Work to be completed:
After locating the line that contains "Handshake::decode(buf).map(Packet::Handshake)" in the data below, set down exactly that line and each one after it through the line that contains "a frame carries.", and nothing more.

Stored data
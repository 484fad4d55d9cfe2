//! HAProxy PROXY protocol v2 header (binary form) sent ahead of the handshake.

use std::net::{IpAddr, Ipv6Addr, SocketAddr};

use bytes::{BufMut, BytesMut};
use tokio::io::{AsyncWrite, AsyncWriteExt};

pub const SIGNATURE: [u8; 12] = [
    0x0D, 0x0A, 0x0D, 0x0A, 0x00, 0x0D, 0x0A, 0x51, 0x55, 0x49, 0x54, 0x0A,
];

const VERSION_PROXY: u8 = 0x21;
const TCP_OVER_IPV4: u8 = 0x11;
const TCP_OVER_IPV6: u8 = 0x21;

#[derive(Debug, Clone, Copy, PartialEq, Eq)]
pub struct ProxyHeader {
    pub source: SocketAddr,
    pub destination: SocketAddr,
}

impl ProxyHeader {
    pub fn new(source: SocketAddr, destination: SocketAddr) -> Self {
        Self {
            source,
            destination,
        }
    }

    /// Encodes as IPv4 when both ends are IPv4, otherwise as IPv6 with v4-mapped addresses.
    pub fn encode(&self) -> BytesMut {
        let mut out = BytesMut::with_capacity(SIGNATURE.len() + 4 + 36);
        out.put_slice(&SIGNATURE);
        out.put_u8(VERSION_PROXY);

        match (self.source.ip(), self.destination.ip()) {
            (IpAddr::V4(src), IpAddr::V4(dst)) => {
                out.put_u8(TCP_OVER_IPV4);
                out.put_u16(12);
                out.put_slice(&src.octets());
                out.put_slice(&dst.octets());
            }
            (src, dst) => {
                out.put_u8(TCP_OVER_IPV6);
                out.put_u16(36);
                out.put_slice(&to_v6(src).octets());
                out.put_slice(&to_v6(dst).octets());
            }
        }
        out.put_u16(self.source.port());
        out.put_u16(self.destination.port());
        out
    }

    pub async fn write_to<W: AsyncWrite + Unpin>(&self, wr: &mut W) -> std::io::Result<()> {
        wr.write_all(&self.encode()).await
    }
}

fn to_v6(ip: IpAddr) -> Ipv6Addr {
    match ip {
        IpAddr::V4(v4) => v4.to_ipv6_mapped(),
        IpAddr::V6(v6) => v6,
    }
}

#[cfg(test)]
mod tests {
    use super::*;

    #[test]
    fn ipv4_header_bytes() {
        let h = ProxyHeader::new(
            "198.51.100.5:51000".parse().expect("addr"),
            "10.0.0.1:25565".parse().expect("addr"),
        );
        let b = h.encode();
        assert_eq!(&b[..12], &SIGNATURE);
        assert_eq!(b[12], 0x21);
        assert_eq!(b[13], 0x11);
        assert_eq!(&b[14..16], &[0, 12]);
        assert_eq!(&b[16..20], &[198, 51, 100, 5]);
        assert_eq!(&b[20..24], &[10, 0, 0, 1]);
        assert_eq!(&b[24..26], &51000u16.to_be_bytes());
        assert_eq!(&b[26..28], &25565u16.to_be_bytes());
        assert_eq!(b.len(), 28);
    }

    #[test]
    fn mixed_families_use_ipv6_block() {
        let h = ProxyHeader::new(
            "198.51.100.5:1".parse().expect("addr"),
            "[2001:db8::1]:25565".parse().expect("addr"),
        );
        let b = h.encode();
        assert_eq!(b[13], 0x21);
        assert_eq!(&b[14..16], &[0, 36]);
        let src: [u8; 16] = b[16..32].try_into().expect("16 bytes");
        assert_eq!(
            Ipv6Addr::from(src),
            "::ffff:198.51.100.5".parse::<Ipv6Addr>().expect("ip")
        );
        assert_eq!(b.len(), 16 + 36);
    }

    #[tokio::test]
    async fn write_to_emits_encoded_header() {
        let h = ProxyHeader::new(
            "127.0.0.1:1".parse().expect("addr"),
            "127.0.0.1:2".parse().expect("addr"),
        );
        let mut out = Vec::new();
        h.write_to(&mut out).await.expect("write");
        assert_eq!(out, h.encode().to_vec());
    }
}
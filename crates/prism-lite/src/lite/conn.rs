use std::{
    io,
    net::SocketAddr,
    pin::Pin,
    task::{Context, Poll},
};

use bytes::{Bytes, BytesMut};
use pin_project_lite::pin_project;
use tokio::{
    io::{AsyncRead, AsyncWrite, ReadBuf},
    net::TcpStream,
};
use tokio_util::sync::CancellationToken;

/// A client connection handed to the forwarder and status resolver.
pub trait ClientConn: AsyncRead + AsyncWrite + Send + Unpin {
    fn remote_addr(&self) -> SocketAddr;

    fn local_addr(&self) -> Option<SocketAddr>;

    /// Cancelled when the connection's lifetime ends, including proxy shutdown.
    fn cancellation(&self) -> &CancellationToken;

    /// Takes the bytes already read off the socket while decoding the handshake. They must
    /// reach the backend before anything else read from this connection.
    fn take_buffered(&mut self) -> Bytes;
}

pin_project! {
    /// A stream with read-ahead bytes that are served before the stream itself.
    #[derive(Debug)]
    pub struct BufferedConn<S> {
        #[pin]
        inner: S,
        buffered: Bytes,
        remote: SocketAddr,
        local: Option<SocketAddr>,
        cancel: CancellationToken,
    }
}

impl BufferedConn<TcpStream> {
    pub fn from_tcp(stream: TcpStream, cancel: CancellationToken) -> io::Result<Self> {
        let remote = stream.peer_addr()?;
        let local = stream.local_addr().ok();
        Ok(Self::new(stream, remote, local, cancel))
    }
}

impl<S> BufferedConn<S> {
    pub fn new(
        inner: S,
        remote: SocketAddr,
        local: Option<SocketAddr>,
        cancel: CancellationToken,
    ) -> Self {
        Self {
            inner,
            buffered: Bytes::new(),
            remote,
            local,
            cancel,
        }
    }

    /// Puts `read_ahead` in front of whatever is already buffered.
    pub fn with_buffered(mut self, read_ahead: BytesMut) -> Self {
        if self.buffered.is_empty() {
            self.buffered = read_ahead.freeze();
        } else if !read_ahead.is_empty() {
            let mut joined = read_ahead;
            joined.extend_from_slice(&self.buffered);
            self.buffered = joined.freeze();
        }
        self
    }

    pub fn buffered(&self) -> &[u8] {
        &self.buffered
    }

    pub fn get_ref(&self) -> &S {
        &self.inner
    }
}

impl<S: AsyncRead> AsyncRead for BufferedConn<S> {
    fn poll_read(
        self: Pin<&mut Self>,
        cx: &mut Context<'_>,
        buf: &mut ReadBuf<'_>,
    ) -> Poll<io::Result<()>> {
        let this = self.project();
        if !this.buffered.is_empty() {
            let n = this.buffered.len().min(buf.remaining());
            buf.put_slice(&this.buffered.split_to(n));
            return Poll::Ready(Ok(()));
        }
        this.inner.poll_read(cx, buf)
    }
}

impl<S: AsyncWrite> AsyncWrite for BufferedConn<S> {
    fn poll_write(
        self: Pin<&mut Self>,
        cx: &mut Context<'_>,
        data: &[u8],
    ) -> Poll<io::Result<usize>> {
        self.project().inner.poll_write(cx, data)
    }

    fn poll_write_vectored(
        self: Pin<&mut Self>,
        cx: &mut Context<'_>,
        bufs: &[io::IoSlice<'_>],
    ) -> Poll<io::Result<usize>> {
        self.project().inner.poll_write_vectored(cx, bufs)
    }

    fn is_write_vectored(&self) -> bool {
        self.inner.is_write_vectored()
    }

    fn poll_flush(self: Pin<&mut Self>, cx: &mut Context<'_>) -> Poll<io::Result<()>> {
        self.project().inner.poll_flush(cx)
    }

    fn poll_shutdown(self: Pin<&mut Self>, cx: &mut Context<'_>) -> Poll<io::Result<()>> {
        self.project().inner.poll_shutdown(cx)
    }
}

impl<S> ClientConn for BufferedConn<S>
where
    S: AsyncRead + AsyncWrite + Send + Unpin,
{
    fn remote_addr(&self) -> SocketAddr {
        self.remote
    }

    fn local_addr(&self) -> Option<SocketAddr> {
        self.local
    }

    fn cancellation(&self) -> &CancellationToken {
        &self.cancel
    }

    fn take_buffered(&mut self) -> Bytes {
        std::mem::take(&mut self.buffered)
    }
}

#[cfg(test)]
mod tests {
    use tokio::io::{AsyncReadExt, AsyncWriteExt, duplex};

    use super::*;

    fn addr() -> SocketAddr {
        "127.0.0.1:40000".parse().expect("addr")
    }

    #[tokio::test]
    async fn buffered_bytes_are_read_first() {
        let (a, mut b) = duplex(64);
        let conn = BufferedConn::new(a, addr(), None, CancellationToken::new())
            .with_buffered(BytesMut::from(&b"world"[..]))
            .with_buffered(BytesMut::from(&b"hello "[..]));
        b.write_all(b"!").await.expect("write");
        drop(b);

        let mut conn = conn;
        let mut out = String::new();
        conn.read_to_string(&mut out).await.expect("read");
        assert_eq!(out, "hello world!");
    }

    #[tokio::test]
    async fn take_buffered_drains_read_ahead() {
        let (a, mut b) = duplex(64);
        let mut conn = BufferedConn::new(a, addr(), None, CancellationToken::new())
            .with_buffered(BytesMut::from(&b"early"[..]));
        assert_eq!(conn.take_buffered(), Bytes::from_static(b"early"));
        assert!(conn.take_buffered().is_empty());

        b.write_all(b"late").await.expect("write");
        let mut buf = [0u8; 4];
        conn.read_exact(&mut buf).await.expect("read");
        assert_eq!(&buf, b"late");

        conn.write_all(b"reply").await.expect("write");
        let mut back = [0u8; 5];
        b.read_exact(&mut back).await.expect("read");
        assert_eq!(&back, b"reply");
        assert_eq!(conn.remote_addr(), addr());
    }
}
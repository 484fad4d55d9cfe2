use bytes::{Buf, BufMut, Bytes, BytesMut};
use thiserror::Error;

/// Largest frame length a 3-byte VarInt can carry (2^21 - 1).
pub const MAX_FRAME_LEN: usize = 2_097_151;

/// Vanilla string cap in UTF-16 code units.
pub const MAX_STRING_LEN: usize = 32_767;

pub const HANDSHAKE_PACKET_ID: i32 = 0x00;
pub const STATUS_REQUEST_PACKET_ID: i32 = 0x00;
pub const STATUS_RESPONSE_PACKET_ID: i32 = 0x00;
pub const STATUS_PING_PACKET_ID: i32 = 0x01;

#[derive(Debug, Error, Clone, PartialEq, Eq)]
pub enum DecodeError {
    #[error("packet body underflow: need {need} more byte(s)")]
    Underflow { need: usize },
    #[error("varint is longer than 5 bytes")]
    VarIntTooLong,
    #[error("string length {len} out of range (max {max} bytes)")]
    StringLength { len: i64, max: usize },
    #[error("string is not valid utf-8")]
    InvalidUtf8,
}

#[derive(Debug, Clone, Copy, PartialEq, Eq, Hash)]
pub enum Direction {
    Serverbound,
    Clientbound,
}

#[derive(Debug, Clone, Copy, PartialEq, Eq, Hash)]
pub enum State {
    Handshake,
    Status,
    Login,
}

pub fn get_varint(buf: &mut impl Buf) -> Result<i32, DecodeError> {
    let mut value: u32 = 0;
    for i in 0..5 {
        if !buf.has_remaining() {
            return Err(DecodeError::Underflow { need: 1 });
        }
        let b = buf.get_u8();
        value |= u32::from(b & 0x7F) << (7 * i);
        if b & 0x80 == 0 {
            return Ok(value as i32);
        }
    }
    Err(DecodeError::VarIntTooLong)
}

/// Decodes a VarInt at the start of `buf` without consuming it.
///
/// Returns `Ok(None)` when more bytes are needed, otherwise the value and its encoded width.
pub fn peek_varint(buf: &[u8]) -> Result<Option<(i32, usize)>, DecodeError> {
    let mut value: u32 = 0;
    for (i, b) in buf.iter().take(5).enumerate() {
        value |= u32::from(b & 0x7F) << (7 * i);
        if b & 0x80 == 0 {
            return Ok(Some((value as i32, i + 1)));
        }
    }
    if buf.len() >= 5 {
        return Err(DecodeError::VarIntTooLong);
    }
    Ok(None)
}

pub fn put_varint(buf: &mut impl BufMut, value: i32) {
    let mut v = value as u32;
    loop {
        if v & !0x7F == 0 {
            buf.put_u8(v as u8);
            return;
        }
        buf.put_u8(((v & 0x7F) | 0x80) as u8);
        v >>= 7;
    }
}

pub fn varint_len(value: i32) -> usize {
    let v = value as u32;
    match v {
        0..=0x7F => 1,
        0x80..=0x3FFF => 2,
        0x4000..=0x1F_FFFF => 3,
        0x20_0000..=0x0FFF_FFFF => 4,
        _ => 5,
    }
}

pub fn get_string(buf: &mut impl Buf, max_chars: usize) -> Result<String, DecodeError> {
    let len = get_varint(buf)?;
    let max_bytes = max_chars * 3;
    if len < 0 || len as usize > max_bytes {
        return Err(DecodeError::StringLength {
            len: i64::from(len),
            max: max_bytes,
        });
    }
    let len = len as usize;
    if buf.remaining() < len {
        return Err(DecodeError::Underflow {
            need: len - buf.remaining(),
        });
    }
    let raw = buf.copy_to_bytes(len);
    String::from_utf8(raw.to_vec()).map_err(|_| DecodeError::InvalidUtf8)
}

pub fn put_string(buf: &mut impl BufMut, s: &str) {
    put_varint(buf, s.len() as i32);
    buf.put_slice(s.as_bytes());
}

fn get_u16(buf: &mut impl Buf) -> Result<u16, DecodeError> {
    if buf.remaining() < 2 {
        return Err(DecodeError::Underflow {
            need: 2 - buf.remaining(),
        });
    }
    Ok(buf.get_u16())
}

fn get_i64(buf: &mut impl Buf) -> Result<i64, DecodeError> {
    if buf.remaining() < 8 {
        return Err(DecodeError::Underflow {
            need: 8 - buf.remaining(),
        });
    }
    Ok(buf.get_i64())
}

/// The first packet of every connection.
#[derive(Debug, Clone, PartialEq, Eq)]
pub struct Handshake {
    pub protocol_version: i32,
    /// Raw virtual host, including any Forge, Floodgate or TCPShield decoration.
    pub server_address: String,
    pub port: u16,
    pub next_state: i32,
}

impl Handshake {
    pub const NEXT_STATE_STATUS: i32 = 1;
    pub const NEXT_STATE_LOGIN: i32 = 2;
    pub const NEXT_STATE_TRANSFER: i32 = 3;

    pub fn decode(buf: &mut impl Buf) -> Result<Self, DecodeError> {
        let protocol_version = get_varint(buf)?;
        let server_address = get_string(buf, MAX_STRING_LEN)?;
        let port = get_u16(buf)?;
        let next_state = get_varint(buf)?;
        Ok(Self {
            protocol_version,
            server_address,
            port,
            next_state,
        })
    }

    pub fn encode(&self, buf: &mut impl BufMut) {
        put_varint(buf, self.protocol_version);
        put_string(buf, &self.server_address);
        buf.put_u16(self.port);
        put_varint(buf, self.next_state);
    }
}

#[derive(Debug, Clone, PartialEq, Eq)]
pub struct StatusResponse {
    /// The status JSON document.
    pub status: String,
}

#[derive(Debug, Clone, PartialEq, Eq)]
pub enum Packet {
    Handshake(Handshake),
    StatusRequest,
    StatusResponse(StatusResponse),
    StatusPing(i64),
    StatusPong(i64),
}

impl Packet {
    pub fn id(&self) -> i32 {
        match self {
            Packet::Handshake(_) => HANDSHAKE_PACKET_ID,
            Packet::StatusRequest => STATUS_REQUEST_PACKET_ID,
            Packet::StatusResponse(_) => STATUS_RESPONSE_PACKET_ID,
            Packet::StatusPing(_) | Packet::StatusPong(_) => STATUS_PING_PACKET_ID,
        }
    }

    pub fn name(&self) -> &'static str {
        match self {
            Packet::Handshake(_) => "Handshake",
            Packet::StatusRequest => "StatusRequest",
            Packet::StatusResponse(_) => "StatusResponse",
            Packet::StatusPing(_) => "StatusPing",
            Packet::StatusPong(_) => "StatusPong",
        }
    }

    /// Decodes a known packet body. Returns `None` for packets this proxy does not register.
    pub fn decode(
        state: State,
        direction: Direction,
        packet_id: i32,
        buf: &mut impl Buf,
    ) -> Option<Result<Packet, DecodeError>> {
        use Direction::*;
        let res = match (state, direction, packet_id) {
            (State::Handshake, Serverbound, HANDSHAKE_PACKET_ID) => {
                Handshake::decode(buf).map(Packet::Handshake)
            }
            (State::Status, Serverbound, STATUS_REQUEST_PACKET_ID) => Ok(Packet::StatusRequest),
            (State::Status, Serverbound, STATUS_PING_PACKET_ID) => {
                get_i64(buf).map(Packet::StatusPing)
            }
            (State::Status, Clientbound, STATUS_RESPONSE_PACKET_ID) => {
                get_string(buf, MAX_STRING_LEN)
                    .map(|status| Packet::StatusResponse(StatusResponse { status }))
            }
            (State::Status, Clientbound, STATUS_PING_PACKET_ID) => {
                get_i64(buf).map(Packet::StatusPong)
            }
            _ => return None,
        };
        Some(res)
    }

    pub fn encode_body(&self, buf: &mut impl BufMut) {
        match self {
            Packet::Handshake(h) => h.encode(buf),
            Packet::StatusRequest => {}
            Packet::StatusResponse(r) => put_string(buf, &r.status),
            Packet::StatusPing(v) | Packet::StatusPong(v) => buf.put_i64(*v),
        }
    }

    /// Packet id followed by the body; the unit a frame carries.
    pub fn to_payload(&self) -> Bytes {
        let mut buf = BytesMut::with_capacity(64);
        put_varint(&mut buf, self.id());
        self.encode_body(&mut buf);
        buf.freeze()
    }
}

/// A decoded frame together with the bytes it was decoded from.
#[derive(Debug, Clone)]
pub struct PacketContext {
    pub direction: Direction,
    pub protocol: i32,
    pub packet_id: i32,
    /// `None` when the id is not registered for the decoder's state.
    pub packet: Option<Packet>,
    /// Packet id plus body, uncompressed. Replayed verbatim unless rewritten.
    pub payload: Bytes,
}

impl PacketContext {
    pub fn from_packet(direction: Direction, protocol: i32, packet: Packet) -> Self {
        Self {
            direction,
            protocol,
            packet_id: packet.id(),
            payload: packet.to_payload(),
            packet: Some(packet),
        }
    }

    pub fn handshake(&self) -> Option<&Handshake> {
        match &self.packet {
            Some(Packet::Handshake(h)) => Some(h),
            _ => None,
        }
    }

    /// Replaces the handshake and re-encodes the payload from it.
    pub fn update_handshake(&mut self, handshake: Handshake) {
        let mut buf = BytesMut::with_capacity(self.payload.len() + 16);
        put_varint(&mut buf, self.packet_id);
        handshake.encode(&mut buf);
        self.payload = buf.freeze();
        self.packet = Some(Packet::Handshake(handshake));
    }

    pub fn describe(&self) -> String {
        match &self.packet {
            Some(p) => format!("{}(id={:#04x})", p.name(), self.packet_id),
            None => format!("Unknown(id={:#04x})", self.packet_id),
        }
    }
}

Exercise answer:
                Handshake::decode(buf).map(Packet::Handshake)
            }
            (State::Status, Serverbound, STATUS_REQUEST_PACKET_ID) => Ok(Packet::StatusRequest),
            (State::Status, Serverbound, STATUS_PING_PACKET_ID) => {
                get_i64(buf).map(Packet::StatusPing)
            }
            (State::Status, Clientbound, STATUS_RESPONSE_PACKET_ID) => {
                get_string(buf, MAX_STRING_LEN)
                    .map(|status| Packet::StatusResponse(StatusResponse { status }))
            }
            (State::Status, Clientbound, STATUS_PING_PACKET_ID) => {
                get_i64(buf).map(Packet::StatusPong)
            }
            _ => return None,
        };
        Some(res)
    }

    pub fn encode_body(&self, buf: &mut impl BufMut) {
        match self {
            Packet::Handshake(h) => h.encode(buf),
            Packet::StatusRequest => {}
            Packet::StatusResponse(r) => put_string(buf, &r.status),
            Packet::StatusPing(v) | Packet::StatusPong(v) => buf.put_i64(*v),
        }
    }

    /// Packet id followed by the body; the unit a frame carries.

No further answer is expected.